@rick names 3 dimensions by which customers think of SaaS, but to me they are necessary but far from sufficient. Others, like @netevidence and @burster touch on why the 3 alone are not sufficient, and I think the biggest reason is actually the business model and the go-to-market model. The latter G2M incorporating all the touchpoints including admin and support and innovations and advocacy. For vendors you have to be able to find enough customers at a low enough cost of acquisition and retain them as long as possible while driving all costs down and all complexity of interaction out. That's a heck of a lot more than hosting your battered out ERP system and calling it SaaS as you rightly point out.
@netevidence really makes those points, and that's little to do with deep technology e.g. how it is hosted, although overall it can only be achieved by a integrated range of technology e.g. web to forums to analytics to email systems etc.
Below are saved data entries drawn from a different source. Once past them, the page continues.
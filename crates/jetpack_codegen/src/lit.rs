use swc_core::ecma::ast::{self, Ident, Lit};

use crate::CodeGen;

impl<'a> CodeGen<'a> {
  pub(crate) fn emit_ident(&mut self, ident: &Ident) {
    self.write_mapped(&ident.sym, ident.span);
  }

  /// An identifier in expression position.
  pub(crate) fn emit_reference(&mut self, ident: &Ident) {
    if self.config.prints_void_zero(ident) {
      self.write_mapped("void 0", ident.span);
    } else {
      self.emit_ident(ident);
    }
  }

  pub(crate) fn emit_lit(&mut self, lit: &Lit) {
    match lit {
      Lit::Str(str) => self.emit_str(str),
      Lit::Bool(bool) if self.minify() => {
        self.write_mapped(if bool.value { "!0" } else { "!1" }, bool.span)
      }
      Lit::Bool(bool) => self.write_mapped(if bool.value { "true" } else { "false" }, bool.span),
      Lit::Null(null) => self.write_mapped("null", null.span),
      Lit::Num(num) => match &num.raw {
        Some(raw) => self.write_mapped(raw, num.span),
        None => self.write_mapped(&format_number(num.value), num.span),
      },
      Lit::BigInt(big_int) => match &big_int.raw {
        Some(raw) => self.write_mapped(raw, big_int.span),
        None => self.write_mapped(&format!("{}n", big_int.value), big_int.span),
      },
      Lit::Regex(regex) => {
        self.write_mapped(&format!("/{}/{}", regex.exp, regex.flags), regex.span)
      }
      Lit::JSXText(text) => self.write_mapped(&quote_str(&text.value), text.span),
    }
  }

  /// Strings keep the quotes they were written with.
  pub(crate) fn emit_str(&mut self, str: &ast::Str) {
    match &str.raw {
      Some(raw) => self.write_mapped(raw, str.span),
      None => self.write_mapped(&quote_str(&str.value), str.span),
    }
  }

  pub(crate) fn emit_prop_name(&mut self, name: &ast::PropName) {
    match name {
      ast::PropName::Ident(ident) => self.write_mapped(&ident.sym, ident.span),
      ast::PropName::Str(str) => self.emit_str(str),
      ast::PropName::Num(num) => self.emit_lit(&Lit::Num(num.clone())),
      ast::PropName::BigInt(big_int) => self.emit_lit(&Lit::BigInt(big_int.clone())),
      ast::PropName::Computed(computed) => {
        self.write("[");
        self.emit_expr(&computed.expr);
        self.write("]");
      }
    }
  }

  pub(crate) fn emit_private_name(&mut self, name: &ast::PrivateName) {
    self.write_mapped(&format!("#{}", name.name), name.span);
  }

  pub(crate) fn emit_tpl(&mut self, tpl: &ast::Tpl) {
    self.write("`");
    for (idx, quasi) in tpl.quasis.iter().enumerate() {
      self.fragment.push_str(&quasi.raw);
      if let Some(expr) = tpl.exprs.get(idx) {
        self.fragment.push_str("${");
        self.emit_expr(expr);
        self.fragment.push_str("}");
      }
    }
    self.fragment.push_str("`");
  }
}

pub(crate) fn quote_str(value: &str) -> String {
  let mut quoted = String::with_capacity(value.len() + 2);
  quoted.push('\'');
  for ch in value.chars() {
    match ch {
      '\\' => quoted.push_str("\\\\"),
      '\'' => quoted.push_str("\\'"),
      '\n' => quoted.push_str("\\n"),
      '\r' => quoted.push_str("\\r"),
      '\t' => quoted.push_str("\\t"),
      '\u{2028}' => quoted.push_str("\\u2028"),
      '\u{2029}' => quoted.push_str("\\u2029"),
      ch if (ch as u32) < 0x20 => quoted.push_str(&format!("\\x{:02x}", ch as u32)),
      ch => quoted.push(ch),
    }
  }
  quoted.push('\'');
  quoted
}

pub(crate) fn format_number(value: f64) -> String {
  if value.is_nan() {
    "NaN".to_string()
  } else if value.is_infinite() {
    if value > 0.0 { "Infinity" } else { "-Infinity" }.to_string()
  } else {
    format!("{value}")
  }
}
use swc_core::ecma::ast::{self, BinaryOp, Expr};

use crate::{
  precedence::{
    binds_weaker_than, has_call_expression, operand_needs_parentheses,
    starts_with_declaration_token, CALL, CONDITIONAL, UNARY,
  },
  CodeGen,
};

impl<'a> CodeGen<'a> {
  pub(crate) fn emit_expr(&mut self, expr: &Expr) {
    match expr {
      Expr::This(this) => self.write_mapped("this", this.span),
      Expr::Ident(ident) => self.emit_reference(ident),
      Expr::Lit(lit) => self.emit_lit(lit),
      Expr::Array(array) => self.emit_array(array),
      Expr::Object(object) => self.emit_object(object),
      Expr::Fn(func) => {
        self.emit_function(func.ident.as_ref(), &func.function);
      }
      Expr::Class(class) => self.emit_class(class.ident.as_ref(), &class.class),
      Expr::Arrow(arrow) => self.emit_arrow(arrow),
      Expr::Unary(unary) => {
        let op = unary.op.as_str();
        self.write(op);
        if op.len() > 1 {
          self.write(" ");
        }
        self.emit_wrapped(&unary.arg, binds_weaker_than(&unary.arg, UNARY, self.config));
      }
      Expr::Update(update) => {
        let op = match update.op {
          ast::UpdateOp::PlusPlus => "++",
          ast::UpdateOp::MinusMinus => "--",
        };
        let wrap = binds_weaker_than(&update.arg, CALL, self.config);
        if update.prefix {
          self.write(op);
          self.emit_wrapped(&update.arg, wrap);
        } else {
          self.emit_wrapped(&update.arg, wrap);
          self.write(op);
        }
      }
      Expr::Bin(bin) => self.emit_bin(bin),
      Expr::Assign(assign) => {
        self.emit_assign_target(&assign.left);
        self.write_operator(assign.op.as_str());
        self.emit_expr(&assign.right);
      }
      Expr::Member(member) => self.emit_member(member, false),
      Expr::SuperProp(super_prop) => {
        self.write_mapped("super", super_prop.obj.span);
        match &super_prop.prop {
          ast::SuperProp::Ident(ident) => {
            self.write(".");
            self.write_mapped(&ident.sym, ident.span);
          }
          ast::SuperProp::Computed(computed) => {
            self.write("[");
            self.emit_expr(&computed.expr);
            self.write("]");
          }
        }
      }
      Expr::Cond(cond) => {
        let wrap = binds_weaker_than(&cond.test, CONDITIONAL + 1, self.config);
        self.emit_wrapped(&cond.test, wrap);
        self.write_operator("?");
        self.emit_expr(&cond.cons);
        self.write_operator(":");
        self.emit_expr(&cond.alt);
      }
      Expr::Call(call) => {
        match &call.callee {
          ast::Callee::Super(sup) => self.write_mapped("super", sup.span),
          ast::Callee::Import(import) => self.write_mapped("import", import.span),
          ast::Callee::Expr(callee) => self.emit_callee(callee),
        }
        self.emit_args(&call.args);
      }
      Expr::New(new) => {
        self.write("new ");
        let wrap = binds_weaker_than(&new.callee, CALL, self.config)
          || has_call_expression(&new.callee);
        self.emit_wrapped(&new.callee, wrap);
        self.emit_args(new.args.as_deref().unwrap_or_default());
      }
      Expr::Seq(seq) => {
        self.write("(");
        for (idx, expr) in seq.exprs.iter().enumerate() {
          if idx > 0 {
            self.write_comma();
          }
          self.emit_expr(expr);
        }
        self.write(")");
      }
      Expr::Tpl(tpl) => self.emit_tpl(tpl),
      Expr::TaggedTpl(tagged) => {
        self.emit_callee(&tagged.tag);
        self.emit_tpl(&tagged.tpl);
      }
      Expr::Yield(yield_expr) => {
        self.write(if yield_expr.delegate { "yield*" } else { "yield" });
        if let Some(arg) = &yield_expr.arg {
          self.write(" ");
          self.emit_expr(arg);
        }
      }
      Expr::Await(await_expr) => {
        self.write("await ");
        let wrap = binds_weaker_than(&await_expr.arg, UNARY, self.config);
        self.emit_wrapped(&await_expr.arg, wrap);
      }
      Expr::MetaProp(meta) => match meta.kind {
        ast::MetaPropKind::ImportMeta => self.write_mapped("import.meta", meta.span),
        ast::MetaPropKind::NewTarget => self.write_mapped("new.target", meta.span),
      },
      Expr::Paren(paren) => {
        self.write("(");
        self.emit_expr(&paren.expr);
        self.write(")");
      }
      Expr::PrivateName(name) => self.emit_private_name(name),
      Expr::OptChain(chain) => self.emit_opt_chain(chain),
      Expr::Invalid(_) => {}
      other => {
        tracing::debug!("skip unsupported expression: {:?}", other);
      }
    }
  }

  pub(crate) fn emit_wrapped(&mut self, expr: &Expr, wrap: bool) {
    if wrap {
      self.write("(");
      self.emit_expr(expr);
      self.write(")");
    } else {
      self.emit_expr(expr);
    }
  }

  /// Expression statements and arrow bodies can't start with `{`, `function` or `class`.
  pub(crate) fn emit_expr_in_statement_position(&mut self, expr: &Expr) {
    self.emit_wrapped(expr, starts_with_declaration_token(expr));
  }

  /// `a = b` and `a ? b : c`. Spaces around the operator are dropped when minifying.
  fn write_operator(&mut self, op: &str) {
    self.write_space(" ");
    self.write(op);
    self.write_space(" ");
  }

  fn emit_bin(&mut self, bin: &ast::BinExpr) {
    let config = self.config;
    // `in` is wrapped everywhere so it can't leak into a `for` initializer.
    let is_in = bin.op == BinaryOp::In;
    if is_in {
      self.write("(");
    }
    let wrap_left = operand_needs_parentheses(&bin.left, bin.op, false, config);
    self.emit_wrapped(&bin.left, wrap_left);
    if matches!(bin.op, BinaryOp::In | BinaryOp::InstanceOf) {
      self.write(" ");
      self.write(bin.op.as_str());
      self.write(" ");
    } else {
      self.write_operator(bin.op.as_str());
    }
    let wrap_right = operand_needs_parentheses(&bin.right, bin.op, true, config);
    self.emit_wrapped(&bin.right, wrap_right);
    if is_in {
      self.write(")");
    }
  }

  fn emit_callee(&mut self, callee: &Expr) {
    let wrap = binds_weaker_than(callee, CALL, self.config);
    self.emit_wrapped(callee, wrap);
  }

  fn emit_member_object(&mut self, obj: &Expr) {
    // `1..toString()` would be read as a decimal point
    let wrap = binds_weaker_than(obj, CALL, self.config)
      || matches!(obj, Expr::Lit(ast::Lit::Num(_)));
    self.emit_wrapped(obj, wrap);
  }

  fn emit_member(&mut self, member: &ast::MemberExpr, optional: bool) {
    self.emit_member_object(&member.obj);
    match &member.prop {
      ast::MemberProp::Ident(ident) => {
        self.write(if optional { "?." } else { "." });
        self.write_mapped(&ident.sym, ident.span);
      }
      ast::MemberProp::PrivateName(name) => {
        self.write(if optional { "?." } else { "." });
        self.emit_private_name(name);
      }
      ast::MemberProp::Computed(computed) => {
        if optional {
          self.write("?.");
        }
        self.write("[");
        self.emit_expr(&computed.expr);
        self.write("]");
      }
    }
  }

  fn emit_opt_chain(&mut self, chain: &ast::OptChainExpr) {
    match &*chain.base {
      ast::OptChainBase::Member(member) => self.emit_member(member, chain.optional),
      ast::OptChainBase::Call(call) => {
        self.emit_callee(&call.callee);
        if chain.optional {
          self.write("?.");
        }
        self.emit_args(&call.args);
      }
    }
  }

  pub(crate) fn emit_args(&mut self, args: &[ast::ExprOrSpread]) {
    self.write("(");
    for (idx, arg) in args.iter().enumerate() {
      if idx > 0 {
        self.write_comma();
      }
      self.emit_expr_or_spread(arg);
    }
    self.write(")");
  }

  fn emit_expr_or_spread(&mut self, arg: &ast::ExprOrSpread) {
    if arg.spread.is_some() {
      self.write("...");
    }
    self.emit_expr(&arg.expr);
  }

  fn emit_array(&mut self, array: &ast::ArrayLit) {
    self.write("[");
    let last = array.elems.len().saturating_sub(1);
    for (idx, elem) in array.elems.iter().enumerate() {
      match elem {
        Some(elem) => {
          self.emit_expr_or_spread(elem);
          if idx != last {
            self.write_comma();
          }
        }
        // A trailing hole still needs its comma
        None => {
          if idx == last {
            self.write(",");
          } else {
            self.write_comma();
          }
        }
      }
    }
    self.write("]");
  }

  fn emit_object(&mut self, object: &ast::ObjectLit) {
    if object.props.is_empty() {
      self.write("{}");
      return;
    }
    self.write("{");
    self.write_line_end();
    self.indent_level += 1;
    for (idx, prop) in object.props.iter().enumerate() {
      if idx > 0 {
        self.write(",");
        self.write_line_end();
      }
      self.write_indent();
      match prop {
        ast::PropOrSpread::Spread(spread) => {
          self.write("...");
          self.emit_expr(&spread.expr);
        }
        ast::PropOrSpread::Prop(prop) => self.emit_prop(prop),
      }
    }
    self.indent_level -= 1;
    self.write_line_end();
    self.write_indent();
    self.write("}");
  }

  fn emit_prop(&mut self, prop: &ast::Prop) {
    match prop {
      ast::Prop::Shorthand(ident) => self.emit_ident(ident),
      ast::Prop::KeyValue(kv) => {
        self.emit_prop_name(&kv.key);
        self.write(":");
        self.write_space(" ");
        self.emit_expr(&kv.value);
      }
      ast::Prop::Assign(assign) => {
        self.emit_ident(&assign.key);
        self.write_operator("=");
        self.emit_expr(&assign.value);
      }
      ast::Prop::Getter(getter) => {
        self.write("get ");
        self.emit_prop_name(&getter.key);
        self.write("()");
        self.write_space(" ");
        self.emit_optional_body(getter.body.as_ref());
      }
      ast::Prop::Setter(setter) => {
        self.write("set ");
        self.emit_prop_name(&setter.key);
        self.write("(");
        self.emit_pat(&setter.param);
        self.write(")");
        self.write_space(" ");
        self.emit_optional_body(setter.body.as_ref());
      }
      ast::Prop::Method(method) => {
        self.emit_method_head(&method.function, None);
        self.emit_prop_name(&method.key);
        self.emit_function_rest(&method.function);
      }
    }
  }

  fn emit_arrow(&mut self, arrow: &ast::ArrowExpr) {
    if arrow.is_async {
      self.write("async ");
    }
    match arrow.params.as_slice() {
      [ast::Pat::Ident(param)] if param.type_ann.is_none() => self.emit_ident(&param.id),
      params => {
        self.write("(");
        for (idx, param) in params.iter().enumerate() {
          if idx > 0 {
            self.write_comma();
          }
          self.emit_pat(param);
        }
        self.write(")");
      }
    }
    self.write_operator("=>");
    match &*arrow.body {
      ast::BlockStmtOrExpr::BlockStmt(block) => self.emit_block(block),
      ast::BlockStmtOrExpr::Expr(expr) => self.emit_expr_in_statement_position(expr),
    }
  }

  pub(crate) fn emit_assign_target(&mut self, target: &ast::AssignTarget) {
    match target {
      ast::AssignTarget::Simple(simple) => match simple {
        ast::SimpleAssignTarget::Ident(ident) => self.emit_ident(&ident.id),
        ast::SimpleAssignTarget::Member(member) => self.emit_member(member, false),
        ast::SimpleAssignTarget::SuperProp(super_prop) => {
          self.emit_expr(&Expr::SuperProp(super_prop.clone()))
        }
        ast::SimpleAssignTarget::Paren(paren) => self.emit_expr(&Expr::Paren(paren.clone())),
        ast::SimpleAssignTarget::OptChain(chain) => self.emit_opt_chain(chain),
        ast::SimpleAssignTarget::Invalid(_) => {}
        other => tracing::debug!("skip unsupported assignment target: {:?}", other),
      },
      ast::AssignTarget::Pat(pat) => match pat {
        ast::AssignTargetPat::Array(array) => self.emit_pat(&ast::Pat::Array(array.clone())),
        ast::AssignTargetPat::Object(object) => self.emit_pat(&ast::Pat::Object(object.clone())),
        ast::AssignTargetPat::Invalid(_) => {}
      },
    }
  }
}

#[cfg(test)]
mod tests {
  use crate::tests::{print, print_minified};

  #[test]
  fn objects_span_lines() {
    assert_eq!(print("const obj = { a: 3 };"), "const obj = {\n  a: 3\n};\n");
    assert_eq!(
      print("const obj = { a, b: { c: 1 }, ...d };"),
      "const obj = {\n  a,\n  b: {\n    c: 1\n  },\n  ...d\n};\n"
    );
    assert_eq!(print("a = {};"), "a = {};\n");
  }

  #[test]
  fn parentheses_follow_precedence() {
    assert_eq!(print("a = (b + c) * d;"), "a = (b + c) * d;\n");
    assert_eq!(print("a = b - (c - d);"), "a = b - (c - d);\n");
    assert_eq!(print("a = (b || c) ?? d;"), "a = (b || c) ?? d;\n");
    assert_eq!(print("a = (-b) ** c;"), "a = (-b) ** c;\n");
  }

  #[test]
  fn statement_position_wraps_leading_brace() {
    assert_eq!(print("({}).toString();"), "({}).toString();\n");
    assert_eq!(print("(function () {})();"), "(function () {})();\n");
  }

  #[test]
  fn arrow_bodies() {
    assert_eq!(print("f = () => ({ a: 1 });"), "f = () => ({\n  a: 1\n});\n");
    assert_eq!(print("f = x => x * 2;"), "f = x => x * 2;\n");
    assert_eq!(print("f = async (a, b) => { await a; };"), "f = async (a, b) => {\n  await a;\n};\n");
  }

  #[test]
  fn calls_and_members() {
    assert_eq!(print("new (a())();"), "new (a())();\n");
    assert_eq!(print("a?.b?.[c]?.(d);"), "a?.b?.[c]?.(d);\n");
    assert_eq!(print("(1).toString();"), "(1).toString();\n");
    assert_eq!(print("a = [1, , 2, ];"), "a = [1, , 2];\n");
    assert_eq!(print("a = [, ];"), "a = [,];\n");
  }

  #[test]
  fn in_is_always_wrapped() {
    assert_eq!(print("a = b in c;"), "a = (b in c);\n");
  }

  #[test]
  fn minify_drops_spaces_but_keeps_tokens_apart() {
    assert_eq!(print_minified("a = b + +c;"), "a=b+ +c;");
    assert_eq!(print_minified("a = b - -c;"), "a=b- -c;");
    assert_eq!(print_minified("a = typeof b;"), "a=typeof b;");
    assert_eq!(print_minified("a = b instanceof c ? d : e;"), "a=b instanceof c?d:e;");
    assert_eq!(print_minified("f(a, b);"), "f(a,b);");
  }
}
SaaS has to deliver value day 1, on-premise delivered a promise on day 1 and then after the usual project disillusionment the team left and the customer had a whole lot of sunk cost. That relationship building to which @netvision referred isn't going to be in the DNA of the on--premise vendor for one simple fact - it is not the way their people are compensated.
I too get frustrated with the "host a product" and call it SaaS, although it's often hard to explain to people who don't know what they don't know. But hey! It's their money let them try and if they can pull it off good on them.
@llaratte great post, that's excellent.